TASK DETAILS → Check each line of the material below for "healthcheck", then copy the ones that contain it.

DATA EXCERPTS →
==*==

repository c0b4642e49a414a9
pub mod config;
pub mod error;
pub mod matching;
pub mod telemetry;
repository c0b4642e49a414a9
use std::collections::BTreeMap;

use super::domain::{EngagementStatus, EnrollmentStatus};

/// Human-readable labels for status codes, built once at startup and shared read-only.
#[derive(Debug, Clone, PartialEq, Eq)]
pub struct StatusLabels {
    entries: BTreeMap<&'static str, &'static str>,
}

impl StatusLabels {
    pub fn standard() -> Self {
        let mut entries = BTreeMap::new();
        for status in EnrollmentStatus::ALL {
            entries.insert(status.code(), enrollment_label(status));
        }
        for status in EngagementStatus::ALL {
            entries.insert(status.code(), engagement_label(status));
        }
        Self { entries }
    }

    /// Unknown codes fall back to the code itself.
    pub fn label<'a>(&'a self, code: &'a str) -> &'a str {
        self.entries.get(code).copied().unwrap_or(code)
    }

    pub fn enrollment(&self, status: EnrollmentStatus) -> &str {
        self.label(status.code())
    }

    pub fn engagement(&self, status: EngagementStatus) -> &str {
        self.label(status.code())
    }
}

impl Default for StatusLabels {
    fn default() -> Self {
        Self::standard()
    }
}

const fn enrollment_label(status: EnrollmentStatus) -> &'static str {
    match status {
        EnrollmentStatus::AwaitingDraw => "Awaiting draw",
        EnrollmentStatus::DrawnInProgress => "In care",
        EnrollmentStatus::CancelledByPatient => "Cancelled by patient",
        EnrollmentStatus::CancelledByProfessional => "Cancelled by professional",
        EnrollmentStatus::CompletedByProfessional => "Awaiting completion confirmation",
        EnrollmentStatus::Confirmed => "Completed",
    }
}

const fn engagement_label(status: EngagementStatus) -> &'static str {
    match status {
        EngagementStatus::Active => "In care",
        EngagementStatus::CompletedByProfessional => "Awaiting completion confirmation",
        EngagementStatus::ConfirmedByPatient => "Completed",
        EngagementStatus::CancelledByPatient => "Cancelled by patient",
        EngagementStatus::CancelledByProfessional => "Cancelled by professional",
        EngagementStatus::CompletedUnconfirmed => "Completed without confirmation",
    }
}
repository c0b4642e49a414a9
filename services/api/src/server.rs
use crate::cli::ServeArgs;
use crate::infra::{load_directory, AppState, TracingNotifier};
use crate::routes::with_matching_routes;
use axum::Extension;
use axum_prometheus::PrometheusMetricLayer;
use care_lottery::config::AppConfig;
use care_lottery::error::AppError;
use care_lottery::matching::{InMemoryMatchStore, MatchingService, NotificationTemplates};
use care_lottery::telemetry;
use std::sync::atomic::Ordering;
use std::sync::Arc;
use tracing::info;

pub(crate) async fn run(mut args: ServeArgs) -> Result<(), AppError> {
    let mut config = AppConfig::load()?;

    if let Some(host) = args.host.take() {
        config.server.host = host;
    }
    if let Some(port) = args.port.take() {
        config.server.port = port;
    }

    telemetry::init(&config.telemetry)?;

    let (prometheus_layer, prometheus_handle) = PrometheusMetricLayer::pair();
    let readiness_flag = Arc::new(std::sync::atomic::AtomicBool::new(false));
    let app_state = AppState {
        readiness: readiness_flag.clone(),
        metrics: Arc::new(prometheus_handle),
    };

    let directory = Arc::new(load_directory(&config.directory)?);
    let store = Arc::new(InMemoryMatchStore::default());
    let notifier = Arc::new(TracingNotifier::new(config.notifications.sender.clone()));
    let templates = NotificationTemplates::new(
        config.notifications.public_base_url.clone(),
        config.matching.confirmation_grace_days,
    )
    .with_signature(config.notifications.signature.clone());
    let matching_service = Arc::new(MatchingService::new(
        store,
        directory,
        notifier,
        config.matching.clone(),
        templates,
    ));

    let app = with_matching_routes(matching_service)
        .layer(Extension(app_state))
        .layer(prometheus_layer);

    let addr = config.server.socket_addr()?;
    let listener = tokio::net::TcpListener::bind(addr).await?;
    readiness_flag.store(true, Ordering::Release);

    info!(
        ?config.environment,
        %addr,
        exclude_repeat_patients = config.matching.exclude_repeat_patients,
        "care lottery ready"
    );

    axum::serve(listener, app).await?;
    Ok(())
}
use crate::infra::AppState;
use axum::http::{header, StatusCode};
use axum::response::IntoResponse;
use axum::Extension;
use axum::Json;
use care_lottery::matching::{
    matching_router, IdentityDirectory, MatchStore, MatchingService, Notifier,
};
use serde_json::json;
use std::sync::Arc;

pub(crate) fn with_matching_routes<S, D, N>(
    service: Arc<MatchingService<S, D, N>>,
) -> axum::Router
where
    S: MatchStore + 'static,
    D: IdentityDirectory + 'static,
    N: Notifier + 'static,
{
    matching_router(service)
        .route("/health", axum::routing::get(healthcheck))
        .route("/ready", axum::routing::get(readiness_endpoint))
        .route("/metrics", axum::routing::get(metrics_endpoint))
}

pub(crate) async fn healthcheck() -> Json<serde_json::Value> {
    Json(json!({ "status": "ok" }))
}

pub(crate) async fn readiness_endpoint(Extension(state): Extension<AppState>) -> impl IntoResponse {
    let ready = state.readiness.load(std::sync::atomic::Ordering::Relaxed);
    let status = if ready {
        StatusCode::OK
    } else {
        StatusCode::SERVICE_UNAVAILABLE
    };

    let payload = if ready {
        json!({ "status": "ready" })
    } else {
        json!({ "status": "initializing" })
    };

    (status, Json(payload))
}

pub(crate) async fn metrics_endpoint(Extension(state): Extension<AppState>) -> impl IntoResponse {
    (
        StatusCode::OK,
        [(header::CONTENT_TYPE, "text/plain; version=0.0.4")],
        state.metrics.render(),
    )
}
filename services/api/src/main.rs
use care_lottery_api::run;

#[tokio::main]
async fn main() {
    if let Err(err) = run().await {
        eprintln!("application error: {err}");
        std::process::exit(1);
    }
}
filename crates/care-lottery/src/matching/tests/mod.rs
mod common;
mod draw;
mod routing;
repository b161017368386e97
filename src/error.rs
use std::error;
use std::fmt::{Display, Formatter};

/// Failure of a color or colormap lookup.
#[derive(Debug, Clone, PartialEq, Eq)]
pub enum Error {
    /// No single color has this name.
    UnknownColor(String),
    /// No colormap name is a prefix of this name.
    UnknownColormap(String),
    /// A channel value outside `0 ..= 255`.
    ChannelOutOfRange(i64),
}

impl Display for Error {
    fn fmt(&self, f: &mut Formatter<'_>) -> std::fmt::Result {
        match self {
            Error::UnknownColor(name) => write!(f, "unknown color name {name:?}"),
            Error::UnknownColormap(name) => {
                write!(f, "unknown colormap name {name:?}")
            }
            Error::ChannelOutOfRange(v) => {
                write!(f, "channel value {v} out of range 0..=255")
            }
        }
    }
}

impl error::Error for Error {}
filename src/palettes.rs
// Colors and color bands of the IPCC Visual Style Guide for Authors,
// https://www.ipcc.ch/site/assets/uploads/2019/04/IPCC-visual-style-guide.pdf

use std::collections::HashMap;
use lazy_static::lazy_static;
pub(crate) mod ty;
use ty::*;

macro_rules! colors {
    ($($name: literal => $role: ident ($r: literal, $g: literal, $b: literal)),*
     $(,)?) => {
        vec![$(ColorData { name: $name, role: ColorRole::$role,
                           rgb: RGB8::new($r, $g, $b) }),*]
    }
}

macro_rules! family {
    ($scheme: ident: $($name: literal => [$(($r: literal, $g: literal, $b: literal)),*
                                           $(,)?]),* $(,)?) => {
        vec![$(PaletteData { name: $name,
                             typ: Scheme::$scheme.typ(),
                             scheme: Scheme::$scheme,
                             rgb: vec![$(RGB8::new($r, $g, $b)),*] }),*]
    }
}

lazy_static! {
  pub(crate) static ref COLORS: Vec<ColorData> = colors![
      "l1" => Line(0, 0, 0),
      "l2" => Line(112, 160, 205),
      "l3" => Line(196, 121, 0),
      "l4" => Line(178, 178, 178),
      "l5" => Line(0, 52, 102),
      "l6" => Line(0, 79, 0),
      "l1s" => Shade(128, 128, 128),
      "l2s" => Shade(91, 174, 178),
      "l3s" => Shade(204, 174, 113),
      "l4s" => Shade(191, 191, 191),
      "l5s" => Shade(67, 147, 195),
      "l6s" => Shade(223, 237, 195),
      "r85l" => ScenarioLine(153, 0, 2),
      "r60l" => ScenarioLine(196, 121, 0),
      "r45l" => ScenarioLine(112, 160, 205),
      "r26l" => ScenarioLine(0, 52, 102),
      "r85s" => ScenarioShade(252, 209, 197),
      "r60s" => ScenarioShade(204, 174, 113),
      "r45s" => ScenarioShade(146, 197, 222),
      "r26s" => ScenarioShade(67, 147, 195),
  ];

  pub(crate) static ref COLOR_INDEX: HashMap<&'static str, &'static ColorData> =
      COLORS.iter().map(|c| (c.name, c)).collect();
}

lazy_static! {
  pub(crate) static ref TEMPERATURE: Vec<PaletteData> = family![Temperature:
      "t5" => [(202, 0, 32), (244, 165, 130), (247, 247, 247),
               (146, 197, 222), (5, 113, 176)],
      "t6" => [(178, 24, 43), (239, 138, 98), (253, 219, 199),
               (209, 229, 240), (103, 169, 207), (33, 102, 172)],
      "t7" => [(178, 24, 43), (239, 138, 98), (253, 219, 199),
               (247, 247, 247),
               (209, 229, 240), (103, 169, 207), (33, 102, 172)],
      "t8" => [(178, 24, 43), (214, 96, 77), (244, 165, 130), (253, 219, 199),
               (209, 229, 240), (146, 197, 222), (67, 147, 195), (33, 102, 172)],
      "t9" => [(178, 24, 43), (214, 96, 77), (244, 165, 130), (253, 219, 199),
               (247, 247, 247),
               (209, 229, 240), (146, 197, 222), (67, 147, 195), (33, 102, 172)],
      "t10" => [(103, 0, 31), (178, 24, 43), (214, 96, 77), (244, 165, 130),
                (253, 219, 199),
                (209, 229, 240), (146, 197, 222), (67, 147, 195), (33, 102, 172),
                (5, 48, 97)],
      "t11" => [(103, 0, 31), (178, 24, 43), (214, 96, 77), (244, 165, 130),
                (253, 219, 199), (247, 247, 247),
                (209, 229, 240), (146, 197, 222), (67, 147, 195), (33, 102, 172),
                (5, 48, 97)],
  ];

  pub(crate) static ref PRECIPITATION: Vec<PaletteData> = family![Precipitation:
      "p5" => [(166, 97, 26), (223, 194, 125), (245, 245, 245),
               (128, 205, 193), (1, 133, 113)],
      "p6" => [(140, 81, 10), (216, 179, 101), (246, 232, 195),
               (199, 234, 229), (90, 180, 172), (1, 102, 94)],
      "p7" => [(140, 81, 10), (216, 179, 101), (246, 232, 195),
               (245, 245, 245),
               (199, 234, 229), (90, 180, 172), (1, 102, 94)],
      "p8" => [(140, 81, 10), (191, 129, 45), (223, 194, 125), (246, 232, 195),
               (199, 234, 229), (128, 205, 193), (53, 151, 143), (1, 102, 94)],
      "p9" => [(140, 81, 10), (191, 129, 45), (223, 194, 125), (246, 232, 195),
               (245, 245, 245),
               (199, 234, 229), (128, 205, 193), (53, 151, 143), (1, 102, 94)],
      "p10" => [(84, 48, 5), (140, 81, 10), (191, 129, 45), (223, 194, 125),
                (246, 232, 195),
                (199, 234, 229), (128, 205, 193), (53, 151, 143), (1, 102, 94),
                (0, 60, 48)],
      "p11" => [(84, 48, 5), (140, 81, 10), (191, 129, 45), (223, 194, 125),
                (246, 232, 195), (245, 245, 245),
                (199, 234, 229), (128, 205, 193), (53, 151, 143), (1, 102, 94),
                (0, 60, 48)],
  ];
}

// Single-hue sequential schemes.
lazy_static! {
  pub(crate) static ref BLUE_SINGLE: Vec<PaletteData> = family![SingleHue:
      // The first stop is the one printed in the guide's digitized table.
      "blue3s" => [(222, 235, 147), (158, 202, 225), (49, 130, 189)],
      "blue4s" => [(239, 243, 255), (189, 215, 231), (107, 174, 214),
                   (33, 113, 181)],
      "blue5s" => [(239, 243, 255), (189, 215, 231), (107, 174, 214),
                   (49, 130, 189), (8, 81, 156)],
  ];

  pub(crate) static ref PURPLE_SINGLE: Vec<PaletteData> = family![SingleHue:
      "purple3s" => [(239, 237, 245), (188, 189, 220), (117, 107, 177)],
      "purple4s" => [(242, 240, 247), (203, 201, 226), (158, 154, 200),
                     (106, 81, 163)],
      "purple5s" => [(242, 240, 247), (203, 201, 226), (158, 154, 200),
                     (117, 107, 177), (84, 39, 143)],
  ];

  pub(crate) static ref RED_SINGLE: Vec<PaletteData> = family![SingleHue:
      "red3s" => [(254, 224, 210), (252, 146, 116), (222, 45, 38)],
      "red4s" => [(254, 229, 217), (252, 174, 145), (251, 106, 74),
                  (203, 24, 29)],
      "red5s" => [(254, 229, 217), (252, 174, 145), (251, 106, 74),
                  (222, 45, 38), (165, 15, 21)],
  ];

  pub(crate) static ref GREEN_SINGLE: Vec<PaletteData> = family![SingleHue:
      "green3s" => [(229, 245, 224), (161, 217, 155), (49, 163, 84)],
      "green4s" => [(237, 248, 233), (186, 228, 179), (116, 196, 118),
                    (35, 139, 69)],
      "green5s" => [(237, 248, 233), (186, 228, 179), (116, 196, 118),
                    (49, 163, 84), (0, 109, 44)],
  ];
}

// Multi-hue sequential schemes.
lazy_static! {
  pub(crate) static ref BLUE_MULTI: Vec<PaletteData> = family![MultiHue:
      "blue3m" => [(237, 248, 177), (127, 205, 187), (44, 127, 184)],
      "blue4m" => [(255, 255, 204), (161, 218, 180), (65, 182, 196),
                   (34, 94, 168)],
      "blue5m" => [(255, 255, 204), (161, 218, 180), (65, 182, 196),
                   (44, 127, 184), (37, 52, 148)],
  ];

  pub(crate) static ref PURPLE_MULTI: Vec<PaletteData> = family![MultiHue:
      "purple3m" => [(224, 236, 244), (158, 188, 218), (136, 86, 167)],
      "purple4m" => [(237, 248, 251), (179, 205, 227), (140, 150, 198),
                     (136, 65, 157)],
      "purple5m" => [(237, 248, 251), (179, 205, 227), (140, 150, 198),
                     (136, 86, 167), (129, 15, 124)],
  ];

  pub(crate) static ref RED_MULTI: Vec<PaletteData> = family![MultiHue:
      "red3m" => [(254, 237, 160), (254, 178, 76), (240, 59, 32)],
      "red4m" => [(255, 255, 178), (254, 204, 92), (253, 141, 60),
                  (227, 26, 28)],
      "red5m" => [(255, 255, 178), (254, 204, 92), (253, 141, 60),
                  (240, 59, 32), (189, 0, 38)],
  ];

  pub(crate) static ref GREEN_MULTI: Vec<PaletteData> = family![MultiHue:
      "green3m" => [(247, 252, 185), (173, 221, 142), (49, 163, 84)],
      "green4m" => [(255, 255, 204), (194, 230, 153), (120, 198, 121),
                    (35, 132, 67)],
      "green5m" => [(255, 255, 204), (194, 230, 153), (120, 198, 121),
                    (49, 163, 84), (0, 104, 55)],
  ];
}

lazy_static! {
  pub(crate) static ref ALL_FAMILIES: [&'static Vec<PaletteData>; 10] = [
      &*TEMPERATURE, &*PRECIPITATION,
      &*BLUE_SINGLE, &*PURPLE_SINGLE,
      &*RED_SINGLE, &*GREEN_SINGLE,
      &*BLUE_MULTI, &*PURPLE_MULTI,
      &*RED_MULTI, &*GREEN_MULTI];
}

/// All colormaps, in registry order.
pub(crate) fn all() -> impl Iterator<Item = &'static PaletteData> {
    ALL_FAMILIES.iter().flat_map(|v| v.iter())
}
impl RGBColor for RGBA8 {
    #[inline]
    fn to_rgb(&self) -> Color {
        from_rgb8(RGB8 { r: self.r, g: self.g, b: self.b })
    }

    #[inline]
    fn from_rgb(c: Color) -> Self {
        let RGB8 { r, g, b } = RGB8::from_rgb(c);
        RGBA8 { r, g, b, a: 255 }
    }
}

impl RGBColor for RGB16 {
    #[inline]
    fn to_rgb(&self) -> Color {
        Color { r: self.r as f64 / 65535.,
                g: self.g as f64 / 65535.,
                b: self.b as f64 / 65535. }
    }

    #[inline]
    fn from_rgb(c: Color) -> Self {
        RGB16 { r: (65535. * c.r).round() as u16,
                g: (65535. * c.g).round() as u16,
                b: (65535. * c.b).round() as u16 }
    }
}


/// # Colormaps
///
/// A discrete colormap of the style guide, possibly reversed.
/// Created by [`get_colormap`], [`RGBColor::colormap`] or the
/// family iterators of [`RGBColor`].
#[derive(Clone, Copy)]
pub struct Palette<C> {
    palette: &'static PaletteData,
    reversed: bool,
    color: PhantomData<C>,
}

impl<C> fmt::Debug for Palette<C> {
    fn fmt(&self, f: &mut fmt::Formatter<'_>) -> fmt::Result {
        f.debug_struct("Palette")
            .field("name", &self.name())
            .field("len", &self.len())
            .finish()
    }
}

impl<C> Palette<C> {
    fn new(palette: &'static PaletteData) -> Self {
        Self { palette, reversed: false, color: PhantomData }
    }

    /// Returns the number of colors (aka bands) in the palette.
    ///
    /// Palettes contain at least 3 colors.
    pub fn len(&self) -> usize { self.palette.rgb.len() }

    /// The name of the colormap in the registry, such as `"t10"`.
    pub fn key(&self) -> &'static str { self.palette.name }

    /// The canonical name of the palette: [`key`][Palette::key],
    /// followed by `"_r"` if reversed.
    pub fn name(&self) -> String {
        if self.reversed { format!("{}_r", self.palette.name) }
        else { self.palette.name.to_string() }
    }

    /// Whether the colors are in the reverse order of the registry.
    pub fn is_reversed(&self) -> bool { self.reversed }

    /// The same palette with its colors in the opposite order.
    pub fn reversed(self) -> Self {
        Self { reversed: !self.reversed, ..self }
    }

    /// Says whether the palette is `Seq`uential or `Div`ergent.
    pub fn typ(&self) -> PaletteType { self.palette.typ }

    /// The family the palette belongs to.
    pub fn scheme(&self) -> Scheme { self.palette.scheme }

    /// The normalized stops, in display order.
    fn stops(&self) -> Vec<Color> {
        let stops = self.palette.rgb.iter().map(|&c| from_rgb8(c));
        if self.reversed { stops.rev().collect() } else { stops.collect() }
    }
}
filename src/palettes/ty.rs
pub(crate) use rgb::RGB8;

/// A colormap of the IPCC style guide.
pub(crate) struct PaletteData {
    pub(crate) name: &'static str,
    pub(crate) rgb: Vec<RGB8>, // Invariant: length ≥ 3
    pub(crate) typ: PaletteType,
    pub(crate) scheme: Scheme,
}

/// A single named color of the IPCC style guide.
pub(crate) struct ColorData {
    pub(crate) name: &'static str,
    pub(crate) rgb: RGB8,
    pub(crate) role: ColorRole,
}

/// Type of Palette.
#[derive(Clone, Copy, Debug, PartialEq, Eq, Hash)]
#[cfg_attr(feature = "serde", derive(serde::Serialize, serde::Deserialize))]
pub enum PaletteType {
    /// Sequential color scheme, suited to ordered data that progress
    /// from low to high. Lightness steps dominate the look of these
    /// schemes, with light colors for low data values to dark colors
    /// for high data values.
    Seq,
    /// Divergent color scheme.  They put equal emphasis on mid-range
    /// critical values and extremes at both ends of the data
    /// range.  The critical class or break in the middle of the legend
    /// is emphasized with light colors and low and high extremes are
    /// emphasized with dark colors that have contrasting hues.
    Div,
}

/// The family a colormap belongs to.
#[derive(Clone, Copy, Debug, PartialEq, Eq, Hash)]
#[cfg_attr(feature = "serde", derive(serde::Serialize, serde::Deserialize))]
pub enum Scheme {
    /// Red (warm) to blue (cold), `t5` to `t11`.
    Temperature,
    /// Brown (dry) to blue-green (wet), `p5` to `p11`.
    Precipitation,
    /// Lightness steps within one hue, `blue3s` to `green5s`.
    SingleHue,
    /// Lightness steps across neighbouring hues, `blue3m` to `green5m`.
    MultiHue,
}

impl Scheme {
    /// The type of every palette of this scheme.
    pub fn typ(self) -> PaletteType {
        match self {
            Scheme::Temperature | Scheme::Precipitation => PaletteType::Div,
            Scheme::SingleHue | Scheme::MultiHue => PaletteType::Seq,
        }
    }
}

/// What a single color is meant to draw.
#[derive(Clone, Copy, Debug, PartialEq, Eq, Hash)]
#[cfg_attr(feature = "serde", derive(serde::Serialize, serde::Deserialize))]
pub enum ColorRole {
    /// Line colors `l1` to `l6`.
    Line,
    /// Shading (uncertainty range) colors `l1s` to `l6s`.
    Shade,
    /// Lines of the RCP scenarios: `r85l`, `r60l`, `r45l`, `r26l`.
    ScenarioLine,
    /// Shading of the RCP scenarios: `r85s`, `r60s`, `r45s`, `r26s`.
    ScenarioShade,
}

==*==

EXERCISE ANSWER →
        .route("/health", axum::routing::get(healthcheck))
pub(crate) async fn healthcheck() -> Json<serde_json::Value> {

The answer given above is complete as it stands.